Hi all, almost done ,here are wips so far, its slowly all comming together, you will see it all come together on final completed pics.

*Head-Completed*

*Vest-Needs fine detailing,tidy up belt*
*buckle add fine black lines to buckle.*
*One more paint coat on belt.*
*check for touch ups.*









*Right arm-touch up final details on sleeve*











*Left arm-touch up final details on sleeves, tidy up lines on sleeve.*










*If you were following the wips on this project, you*
*can see the transformation of roughed in to final detailing, I wanted to achieve a mid range comic look without doing actual black line art, because I wanted the model to be viewed at all angles.*
*The model should be completed by mid next week. I will start a new completed thread, hope you all enjoyed this project.Thanks again for looking.*

*Randy*


----------



## Zorro (Jun 22, 1999)

Lookin' fantastic, Randy! Just don't let any more relatives come over!


----------



## buzzconroy (Jun 28, 2002)

Thanksgiving this weekend, THEY ARE INVADING !!!!! I will be busy in kitchen, doing a 7lb prime rib and all the fixins, have to make 2 pumpkin pies,biscuits, so I will be out of the hobby room for a few days preparing dinner for Sunday.Problem is everyone loves my cooking, so I have relatives frequently.
Like they say, a friends will have dinner and go home after.....relatives will STAY for days and take over household lol.

Randy


----------



## Kit (Jul 9, 2009)

Great stuff.


----------



## Aurora-brat (Oct 23, 2002)

Randy,

I have really enjoyed watching this progress.

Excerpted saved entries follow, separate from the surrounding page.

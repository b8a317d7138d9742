//! Gradient clipping shared by the optimizers.

use burn::tensor::backend::Backend;
use burn::tensor::{ElementConversion, Tensor};

use crate::error::{NnError, Result};

/// How gradients are clipped before an update.
#[derive(Debug, Clone, Copy, PartialEq, Default)]
pub enum GradientClipping {
    #[default]
    None,
    /// Rescale each gradient so its L2 norm is at most the threshold.
    Norm(f64),
    /// Clamp every element into `[-threshold, threshold]`.
    Value(f64),
    /// Rescale all gradients of a step so their joint L2 norm is at most the threshold.
    GlobalNorm(f64),
}

impl GradientClipping {
    /// Build from the optional optimizer settings; at most one may be set.
    pub fn from_options(
        clipnorm: Option<f64>,
        clipvalue: Option<f64>,
        global_clipnorm: Option<f64>,
    ) -> Result<Self> {
        let clipping = match (clipnorm, clipvalue, global_clipnorm) {
            (None, None, None) => Self::None,
            (Some(norm), None, None) => Self::Norm(norm),
            (None, Some(value), None) => Self::Value(value),
            (None, None, Some(norm)) => Self::GlobalNorm(norm),
            _ => {
                return Err(NnError::configuration(
                    "only one of `clipnorm`, `clipvalue` and `global_clipnorm` can be set",
                ))
            }
        };
        if let Self::Norm(threshold) | Self::Value(threshold) | Self::GlobalNorm(threshold) =
            clipping
        {
            if threshold.is_nan() || threshold <= 0.0 {
                return Err(NnError::configuration(format!(
                    "clipping threshold must be positive, received {threshold}"
                )));
            }
        }
        Ok(clipping)
    }

    pub fn clip<B: Backend, const D: usize>(&self, gradients: Vec<Tensor<B, D>>) -> Vec<Tensor<B, D>> {
        match *self {
            Self::None => gradients,
            Self::Norm(clip_norm) => gradients
                .into_iter()
                .map(|grad| {
                    let norm = l2_norm(&grad);
                    grad * (clip_norm / norm.max(clip_norm))
                })
                .collect(),
            Self::Value(clip_value) => gradients
                .into_iter()
                .map(|grad| grad.clamp(-clip_value, clip_value))
                .collect(),
            Self::GlobalNorm(clip_norm) => {
                let global = gradients
                    .iter()
                    .map(|grad| {
                        let norm = l2_norm(grad);
                        norm * norm
                    })
                    .sum::<f64>()
                    .sqrt();
                let scale = clip_norm / global.max(clip_norm);
                gradients.into_iter().map(|grad| grad * scale).collect()
            }
        }
    }
}

/// L2 norm of a tensor as a host scalar.
pub fn l2_norm<B: Backend, const D: usize>(tensor: &Tensor<B, D>) -> f64 {
    let squared: f64 = tensor.clone().powf_scalar(2.0).sum().into_scalar().elem();
    squared.sqrt()
}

I know it can be a pain in the rump to have to stop and photograph things along the way and I just want you to know it was greatly appreciated. I can't wait to see the finished model, it will be superb no doubt!

Tory


----------



## buzzconroy (Jun 28, 2002)

Aurora-brat said:


> Randy,
> 
> I have really enjoyed watching this progress. I know it can be a pain in the rump to have to stop and photograph things along the way and I just want you to know it was greatly appreciated. I can't wait to see the finished model, it will be superb no doubt!
> 
> Tory


My pleasure, glad you and everyone else enjoyed this wip.

Randy


----------



## Kit (Jul 9, 2009)

Really enjoying it. Thanks for posting.


----------



## buzzconroy (Jun 28, 2002)

Well the Robin is all completed, finished it late Friday night, I will post pics in a new thread, I am busy with thanksgiving cooking and guests today, they will leave tomorrow morning, so I will take some pics of it.It looks great beside the Batman, I will also add a pic of the pair beside eachother if you like.
Well back into the kitchen lol.

Randy


----------



## sprayray (May 13, 2009)

Sounds cool Randy can't wait to check them out !!!!!!!!!!!!!!!!!!!!!!!


----------



## mb1k (May 6, 2002)

Bump! Where's the new thread with the finished pics?


----------



## roadflea (Jul 14, 2009)

THANKS for the time it took to do this your work is AWESOME


----------



## buzzconroy (Jun 28, 2002)

Finished model
http://www.hobbytalk.com/bbs1/showthread.php?t=268663


----------



## mb1k (May 6, 2002)

Thanks, I swear the "search" function on this forum is against me.